- [WHAT THE EXERCISE ASKS]: Once you find the line with "pub const TAGS_PATH: &str" in the data that follows, repeat it and every line after it exactly, through the line with "#[allow(deprecated)]".

- [SOURCE MATERIAL]:
________________
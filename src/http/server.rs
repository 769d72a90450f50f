//! HTTP server setup and configuration.
//!
//! # Responsibilities
//! - Create Axum Router with all handlers
//! - Wire up middleware (tracing, timeout, body limit, request ID)
//! - Swap in reloaded configuration without restarting
//! - Serve until the shutdown token fires, then drain

use std::sync::Arc;
use std::time::Duration;

use arc_swap::ArcSwap;
use axum::{
    extract::DefaultBodyLimit,
    routing::{get, post},
    Router,
};
use tokio::net::TcpListener;
use tokio::sync::mpsc;
use tokio_util::sync::CancellationToken;
use tower_http::{
    request_id::{PropagateRequestIdLayer, SetRequestIdLayer},
    timeout::TimeoutLayer,
    trace::TraceLayer,
};

use crate::config::RelayConfig;
use crate::http::request::MakeRelayRequestId;
use crate::http::{liveness, members, tags, template};
use crate::resilience::Pacer;
use crate::upstream::{UpstreamClient, UpstreamResult};

pub const HELLO_PATH: &str = "/api/hello";
pub const TAGS_PATH: &str = "/api/tags";
pub const MASS_SEND_PATH: &str = "/api/mass/send";
pub const TAG_USERS_PATH: &str = "/api/tag/users";
pub const TEMPLATE_SEND_PATH: &str = "/api/template/send";

/// Everything a handler needs, rebuilt as a unit on config reload.
#[derive(Debug)]
pub struct RelayContext {
    pub config: RelayConfig,
    pub upstream: UpstreamClient,
    pub pacer: Pacer,
}

impl RelayContext {
    pub fn from_config(config: RelayConfig) -> UpstreamResult<Self> {
        let upstream = UpstreamClient::new(&config.upstream)?;
        let pacer = Pacer::from_millis(config.upstream.pacing_ms);
        Ok(Self {
            config,
            upstream,
            pacer,
        })
    }
}

/// Application state injected into handlers.
#[derive(Clone)]
pub struct AppState {
    pub inner: Arc<ArcSwap<RelayContext>>,
    /// Fires when the server shuts down; long loops watch child tokens.
    pub shutdown: CancellationToken,
}

impl AppState {
    /// Snapshot of the current context. Holding it keeps one request on one
    /// configuration even if a reload lands mid-request.
    pub fn context(&self) -> Arc<RelayContext> {
        self.inner.load_full()
    }
}

/// HTTP server for the platform relay.
pub struct HttpServer {
    router: Router,
    state: AppState,
}

impl HttpServer {
    /// Create a new HTTP server with the given configuration.
    pub fn new(config: RelayConfig) -> UpstreamResult<Self> {
        let router_config = config.clone();
        let state = AppState {
            inner: Arc::new(ArcSwap::from_pointee(RelayContext::from_config(config)?)),
            shutdown: CancellationToken::new(),
        };

        let router = Self::build_router(&router_config, state.clone());
        Ok(Self { router, state })
    }

    /// Build the Axum router with all middleware layers.
    ///
    /// axum answers HEAD with the GET handler unless a HEAD handler is set,
    /// so the GET-only envelope routes reject it explicitly.
    #[allow(deprecated)]
    fn build_router(config: &RelayConfig, state: AppState) -> Router {
        Router::new()
            .route(
                HELLO_PATH,
                get(liveness::hello)
                    .head(liveness::unsupported)
                    .fallback(liveness::unsupported),
            )
            .route(TAGS_PATH, get(tags::list_tags))
            .route(MASS_SEND_PATH, post(tags::mass_send))
            .route(
                TAG_USERS_PATH,
                get(members::tag_users)
                    .head(members::unsupported)
                    .fallback(members::unsupported),
            )
            .route(
                TEMPLATE_SEND_PATH,
                post(template::send_template).fallback(template::unsupported),
            )
            .with_state(state)
            .layer(DefaultBodyLimit::max(config.limits.max_body_size))
            .layer(TimeoutLayer::new(Duration::from_secs(config.timeouts.request_secs)))
            .layer(PropagateRequestIdLayer::x_request_id())
            .layer(TraceLayer::new_for_http())
            .layer(SetRequestIdLayer::x_request_id(MakeRelayRequestId))
    }

    /// Shared state, for callers that need to inspect the live context.
    pub fn state(&self) -> &AppState {
        &self.state
    }

    /// Run the server until `shutdown` fires.
    ///
    /// Configurations received on `config_updates` replace the relay context
    /// for subsequent requests. Listener and router settings are fixed at
    /// startup.
    pub async fn run(
        self,
        listener: TcpListener,
        mut config_updates: mpsc::UnboundedReceiver<RelayConfig>,
        shutdown: CancellationToken,
    ) -> Result<(), std::io::Error> {
        let addr = listener.local_addr()?;
        tracing::info!(address = %addr, "HTTP server starting");

        let inner = self.state.inner.clone();
        let reloader = tokio::spawn(async move {
            while let Some(config) = config_updates.recv().await {
                apply_config(&inner, config);
            }
        });

        let handlers_token = self.state.shutdown.clone();
        let result = axum::serve(listener, self.router)
            .with_graceful_shutdown(async move {
                shutdown.cancelled().await;
                tracing::info!("Shutdown signal received, draining requests");
                handlers_token.cancel();
            })
            .await;

        reloader.abort();
        tracing::info!("HTTP server stopped");
        result
    }
}

fn apply_config(inner: &ArcSwap<RelayContext>, config: RelayConfig) {
    let current = inner.load();
    if current.config == config {
        return;
    }
    if current.config.listener != config.listener
        || current.config.limits != config.limits
        || current.config.timeouts != config.timeouts
    {
        tracing::warn!("Listener, limit and timeout changes take effect after restart");
    }
    drop(current);

    match RelayContext::from_config(config) {
        Ok(context) => {
            tracing::info!(
                upstream = %context.config.upstream.base_url,
                pacing_ms = context.config.upstream.pacing_ms,
                "Relay configuration reloaded"
            );
            inner.store(Arc::new(context));
        }
        Err(e) => {
            tracing::error!(error = %e, "Rejected reloaded configuration, keeping current one");
        }
    }
}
________________
- [SOLUTION TO THIS TASK]:
pub const TAGS_PATH: &str = "/api/tags";
pub const MASS_SEND_PATH: &str = "/api/mass/send";
pub const TAG_USERS_PATH: &str = "/api/tag/users";
pub const TEMPLATE_SEND_PATH: &str = "/api/template/send";

/// Everything a handler needs, rebuilt as a unit on config reload.
#[derive(Debug)]
pub struct RelayContext {
    pub config: RelayConfig,
    pub upstream: UpstreamClient,
    pub pacer: Pacer,
}

impl RelayContext {
    pub fn from_config(config: RelayConfig) -> UpstreamResult<Self> {
        let upstream = UpstreamClient::new(&config.upstream)?;
        let pacer = Pacer::from_millis(config.upstream.pacing_ms);
        Ok(Self {
            config,
            upstream,
            pacer,
        })
    }
}

/// Application state injected into handlers.
#[derive(Clone)]
pub struct AppState {
    pub inner: Arc<ArcSwap<RelayContext>>,
    /// Fires when the server shuts down; long loops watch child tokens.
    pub shutdown: CancellationToken,
}

impl AppState {
    /// Snapshot of the current context. Holding it keeps one request on one
    /// configuration even if a reload lands mid-request.
    pub fn context(&self) -> Arc<RelayContext> {
        self.inner.load_full()
    }
}

/// HTTP server for the platform relay.
pub struct HttpServer {
    router: Router,
    state: AppState,
}

impl HttpServer {
    /// Create a new HTTP server with the given configuration.
    pub fn new(config: RelayConfig) -> UpstreamResult<Self> {
        let router_config = config.clone();
        let state = AppState {
            inner: Arc::new(ArcSwap::from_pointee(RelayContext::from_config(config)?)),
            shutdown: CancellationToken::new(),
        };

        let router = Self::build_router(&router_config, state.clone());
        Ok(Self { router, state })
    }

    /// Build the Axum router with all middleware layers.
    ///
    /// axum answers HEAD with the GET handler unless a HEAD handler is set,
    /// so the GET-only envelope routes reject it explicitly.
    #[allow(deprecated)]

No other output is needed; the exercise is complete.